Build Diary 10 – Start the build!
Choosing a builder to bring my vision to life was a crucial decision. In fact, the build itself will cost more than our 25 year lease. After struggling with working out how to afford the build, and doing a lot of financial juggling, we found a way. It’s time to start the build!
Unlike building in Argentina (where I was born and raised) or Australia (where I moved to at age 18, and have lived for 20 years), the build is more expensive than the land. This is because we chose to take a 25 year lease on land in Bali rather than buy it outright So, in some ways, choosing the builder was a bigger decision than choosing the land.
Our architect Silvia was an important factor in our decision.

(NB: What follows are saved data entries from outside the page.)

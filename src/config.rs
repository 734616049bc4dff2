//! Application configuration module
//! Handles environment variable loading, configuration validation, and application settings

use std::env;

/// Main application configuration
#[derive(Debug, Clone)]
pub struct AppConfig {
    pub server: ServerConfig,
    pub database: DatabaseConfig,
    pub storage: StorageConfig,
    pub logging: LoggingConfig,
}

/// Server configuration
#[derive(Debug, Clone)]
pub struct ServerConfig {
    pub host: String,
    pub port: u16,
}

/// Database configuration
#[derive(Debug, Clone)]
pub struct DatabaseConfig {
    pub url: String,
    pub max_connections: u32,
    pub min_connections: u32,
    pub connection_timeout: u64,   // seconds
    pub idle_timeout: Option<u64>, // seconds
}

/// Object storage configuration (bank-transfer screenshots)
#[derive(Debug, Clone)]
pub struct StorageConfig {
    pub base_url: String,
    pub bucket: String,
    pub service_key: String,
    pub request_timeout: u64, // seconds
}

/// Logging configuration
#[derive(Debug, Clone)]
pub struct LoggingConfig {
    pub level: String,
    pub format: LogFormat,
}

/// Log format options
#[derive(Debug, Clone)]
pub enum LogFormat {
    Json,
    Plain,
}

impl AppConfig {
    /// Load configuration from environment variables
    pub fn from_env() -> Result<Self, ConfigError> {
        let _ = dotenv::dotenv().ok();

        Ok(AppConfig {
            server: ServerConfig::from_env()?,
            database: DatabaseConfig::from_env()?,
            storage: StorageConfig::from_env()?,
            logging: LoggingConfig::from_env()?,
        })
    }

    /// Validate the entire configuration
    pub fn validate(&self) -> Result<(), ConfigError> {
        self.server.validate()?;
        self.database.validate()?;
        self.storage.validate()?;
        self.logging.validate()?;

        Ok(())
    }
}

impl ServerConfig {
    pub fn from_env() -> Result<Self, ConfigError> {
        Ok(ServerConfig {
            host: env::var("SERVER_HOST").unwrap_or_else(|_| "127.0.0.1".to_string()),
            port: env::var("SERVER_PORT")
                .unwrap_or_else(|_| "8000".to_string())
                .parse()
                .map_err(|_| ConfigError::InvalidValue("SERVER_PORT".to_string()))?,
        })
    }

    pub fn validate(&self) -> Result<(), ConfigError> {
        if self.port == 0 {
            return Err(ConfigError::InvalidValue(
                "SERVER_PORT cannot be 0".to_string(),
            ));
        }

        if self.host.is_empty() {
            return Err(ConfigError::InvalidValue(
                "SERVER_HOST cannot be empty".to_string(),
            ));
        }

        Ok(())
    }
}

impl DatabaseConfig {
    pub fn from_env() -> Result<Self, ConfigError> {
        Ok(DatabaseConfig {
            url: env::var("DATABASE_URL")
                .map_err(|_| ConfigError::MissingVariable("DATABASE_URL".to_string()))?,
            max_connections: env::var("DB_MAX_CONNECTIONS")
                .unwrap_or_else(|_| "20".to_string())
                .parse()
                .map_err(|_| ConfigError::InvalidValue("DB_MAX_CONNECTIONS".to_string()))?,
            min_connections: env::var("DB_MIN_CONNECTIONS")
                .unwrap_or_else(|_| "5".to_string())
                .parse()
                .map_err(|_| ConfigError::InvalidValue("DB_MIN_CONNECTIONS".to_string()))?,
            connection_timeout: env::var("DB_CONNECTION_TIMEOUT")
                .unwrap_or_else(|_| "30".to_string())
                .parse()
                .map_err(|_| ConfigError::InvalidValue("DB_CONNECTION_TIMEOUT".to_string()))?,
            idle_timeout: env::var("DB_IDLE_TIMEOUT")
                .ok()
                .and_then(|val| val.parse().ok()),
        })
    }

    pub fn validate(&self) -> Result<(), ConfigError> {
        if self.url.is_empty() {
            return Err(ConfigError::InvalidValue("DATABASE_URL".to_string()));
        }

        if self.max_connections == 0 {
            return Err(ConfigError::InvalidValue("DB_MAX_CONNECTIONS".to_string()));
        }

        if self.min_connections > self.max_connections {
            return Err(ConfigError::InvalidValue(
                "DB_MIN_CONNECTIONS must be <= DB_MAX_CONNECTIONS".to_string(),
            ));
        }

        Ok(())
    }
}

impl StorageConfig {
    pub fn from_env() -> Result<Self, ConfigError> {
        Ok(StorageConfig {
            base_url: env::var("STORAGE_BASE_URL")
                .map_err(|_| ConfigError::MissingVariable("STORAGE_BASE_URL".to_string()))?,
            bucket: env::var("STORAGE_BUCKET").unwrap_or_else(|_| "payment-proofs".to_string()),
            service_key: env::var("STORAGE_SERVICE_KEY")
                .map_err(|_| ConfigError::MissingVariable("STORAGE_SERVICE_KEY".to_string()))?,
            request_timeout: env::var("STORAGE_REQUEST_TIMEOUT")
                .unwrap_or_else(|_| "30".to_string())
                .parse()
                .map_err(|_| ConfigError::InvalidValue("STORAGE_REQUEST_TIMEOUT".to_string()))?,
        })
    }

    pub fn validate(&self) -> Result<(), ConfigError> {
        if !self.base_url.starts_with("http://") && !self.base_url.starts_with("https://") {
            return Err(ConfigError::InvalidValue(
                "STORAGE_BASE_URL must be a valid URL".to_string(),
            ));
        }

        if self.bucket.is_empty() {
            return Err(ConfigError::InvalidValue("STORAGE_BUCKET".to_string()));
        }

        if self.service_key.is_empty() {
            return Err(ConfigError::InvalidValue("STORAGE_SERVICE_KEY".to_string()));
        }

        if self.request_timeout == 0 {
            return Err(ConfigError::InvalidValue(
                "STORAGE_REQUEST_TIMEOUT".to_string(),
            ));
        }

        Ok(())
    }
}

impl LoggingConfig {
    pub fn from_env() -> Result<Self, ConfigError> {
        Ok(LoggingConfig {
            level: env::var("LOG_LEVEL").unwrap_or_else(|_| "INFO".to_string()),
            format: match env::var("LOG_FORMAT")
                .unwrap_or_else(|_| "plain".to_string())
                .as_str()
            {
                "json" => LogFormat::Json,
                _ => LogFormat::Plain,
            },
        })
    }

    pub fn validate(&self) -> Result<(), ConfigError> {
        let valid_levels = ["TRACE", "DEBUG", "INFO", "WARN", "ERROR"];
        if !valid_levels.contains(&self.level.to_uppercase().as_str()) {
            return Err(ConfigError::InvalidValue("LOG_LEVEL".to_string()));
        }

        Ok(())
    }
}

/// Configuration error types
#[derive(Debug, thiserror::Error)]
pub enum ConfigError {
    #[error("Missing environment variable: {0}")]
    MissingVariable(String),

    #[error("Invalid value for configuration: {0}")]
    InvalidValue(String),
}

#[cfg(test)]
mod tests {
    use super::*;

    #[test]
    fn test_server_config_validation() {
        let config = ServerConfig {
            host: "127.0.0.1".to_string(),
            port: 8000,
        };

        assert!(config.validate().is_ok());
    }

    #[test]
    fn test_invalid_port_validation() {
        let config = ServerConfig {
            host: "127.0.0.1".to_string(),
            port: 0, // Invalid port
        };

        assert!(config.validate().is_err());
    }

    #[test]
    fn test_storage_config_requires_url_scheme() {
        let config = StorageConfig {
            base_url: "example.supabase.co".to_string(),
            bucket: "payment-proofs".to_string(),
            service_key: "service-key".to_string(),
            request_timeout: 30,
        };

        assert!(config.validate().is_err());
    }

    #[test]
    fn test_log_level_validation() {
        let config = LoggingConfig {
            level: "verbose".to_string(),
            format: LogFormat::Plain,
        };

        assert!(config.validate().is_err());
    }
}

We wanted a builder who she had worked with and recommended. After some time exploring our options and doing our due diligence, we knew who we wanted. We just had to find a way to afford it!

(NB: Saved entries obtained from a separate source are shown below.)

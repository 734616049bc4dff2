//! Request logging middleware

use axum::{extract::Request, middleware::Next, response::Response};
use std::time::Instant;
use tracing::info;

/// Log one line per request: method, path, status, latency, request id
pub async fn request_logging_middleware(request: Request, next: Next) -> Response {
    let method = request.method().clone();
    let path = request.uri().path().to_string();
    let request_id = request
        .headers()
        .get("x-request-id")
        .and_then(|v| v.to_str().ok())
        .map(|s| s.to_string());

    let start = Instant::now();
    let response = next.run(request).await;
    let latency_ms = start.elapsed().as_millis();

    info!(
        method = %method,
        path = %path,
        status = %response.status().as_u16(),
        latency_ms = %latency_ms,
        request_id = ?request_id,
        "request completed"
    );

    response
}
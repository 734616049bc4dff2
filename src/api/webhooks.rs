//! Wallet provider webhook endpoint
//!
//! The provider confirms wallet orders with a GET callback carrying the
//! order id, its status code, the merchant domain, and an HMAC signature
//! over all three. The endpoint is unauthenticated; the signature is the
//! only authenticity check.

use crate::error::{AppError, ValidationError};
use crate::middleware::get_request_id_from_headers;
use crate::services::CallbackOutcome;
use crate::state::AppState;
use axum::{
    extract::{Query, State},
    http::HeaderMap,
    response::IntoResponse,
    Json,
};
use serde::Deserialize;

#[derive(Debug, Deserialize)]
pub struct EasyPayCallbackQuery {
    #[serde(rename = "orderId")]
    pub order_id: String,
    pub hash: String,
    pub status: String,
    // echoed by the provider; verification uses the domain stored with the order
    #[serde(default)]
    pub domain: Option<String>,
}

/// `GET /webhooks/easypay?orderId=..&hash=..&status=..&domain=..`
pub async fn easypay_callback(
    State(state): State<AppState>,
    headers: HeaderMap,
    Query(query): Query<EasyPayCallbackQuery>,
) -> Result<impl IntoResponse, AppError> {
    // rejections on this path are logged with the request id attached so a
    // provider-reported failure can be traced back to its callback
    let request_id = get_request_id_from_headers(&headers);
    let tag = |err: AppError| match &request_id {
        Some(id) => err.with_request_id(id),
        None => err,
    };

    if query.order_id.trim().is_empty() {
        return Err(tag(ValidationError::MissingField {
            field: "orderId".to_string(),
        }
        .into()));
    }
    if query.hash.trim().is_empty() {
        return Err(tag(ValidationError::MissingField {
            field: "hash".to_string(),
        }
        .into()));
    }

    let outcome: CallbackOutcome = state
        .webhooks
        .process_easypay_callback(&query.order_id, &query.status, &query.hash)
        .await
        .map_err(tag)?;

    Ok(Json(outcome))
}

My husband and I debated our needs vs wants (short version: he wants safe/practical, I want beautiful/inspiring). Most importantly, we got there in the end. We made the decision, drafted the contract and signed! Our first question was when do we start the build!
Ceremony in Bali life
Before we moved to Bali, we had visited many times as I used to be a jewellery designer. It seems like a lifetime ago! I manufactured out of Bali, so I spent a lot of time here doing quality assurance and quality control.
One of the first things that people notice about Bali is that religion and ceremony are an integral part of daily life. It’s not simply lip service, religion heavily influences the way many people think and behave.
Those gorgeous offerings that can be seen everywhere are just one example of how important religion is. They are absolutely everywhere, and are often placed in important places multiple times a day. They are placed to show respect to the gods and keep people safe in the home, temples, and the local area.
Ceremonies and offerings occur daily
A friend had once given me this incredible book about the importance of religion in Bali. It was an eye-opening read. However, a far more informative way to learn about the culture was through speaking with one of our amazing nannies, Wayan.
We have been fortunate to have 2 amazing women who have worked with us since we first moved to Bali. Wayan is Balinese Hindu, and Umi is Javanese Muslim. We respect their beliefs and it’s important to us that they are comfortable expressing their religious beliefs with us. Our son, Phoneix, has been in Bali since he was a bub, and loves mimicking the daily prayers that Wayan and Umi do. Whether he is following Wayan around the villa praying with her, or singing along to Umi’s call to prayer app on her phone, he feels completely at ease in multiple cultures.
We spend hours every day, 6 days a week with Wayan and Umi, who both speak English very well, and it has been a privilege to share our lives together. They are certainly part of our Bali family and we love to learn about and experience their beliefs. Respect for local cultures, religions and traditions is part of living in Bali.
Our villa ceremony
One of the things I was adamant about when we thought about building was that we hold a ceremony to start the building process (as well as one after the build is finished). Fortunately, our builder Agus always does these ceremonies for his projects and was planning to do one anyway. Agus brought his wife and mum to lead the ceremony
Agus explained to us that this ceremony asks the local spirit, who had inhabited the rice field, to move away from the land to the local temple during the build. The second ceremony that occurs after the villa is completed invites that spirit to come back and reside in the little temple we will build on the villa grounds and keep both us and our home safe.
Of course, we wanted to show our respect by dressing appropriately for the ceremony. We don’t usually wear these traditional clothes, but it was a lovely experience to share.
Such a privilege to experience this ceremony!
A vision in the night
Agus’ team also made a temporary shrine that was part of the ceremony. It will stay on the site during the build.
Interestingly, the following day, Agus’ mum told him that she had had a vision in the night. The spirit of the land asked her to not cut down one of the trees at the back of the land as the spirit likes to sit in the shade under that tree. Of course we will follow those wishes!
Ceremony completed and spirits happy, it’s time to the start the build!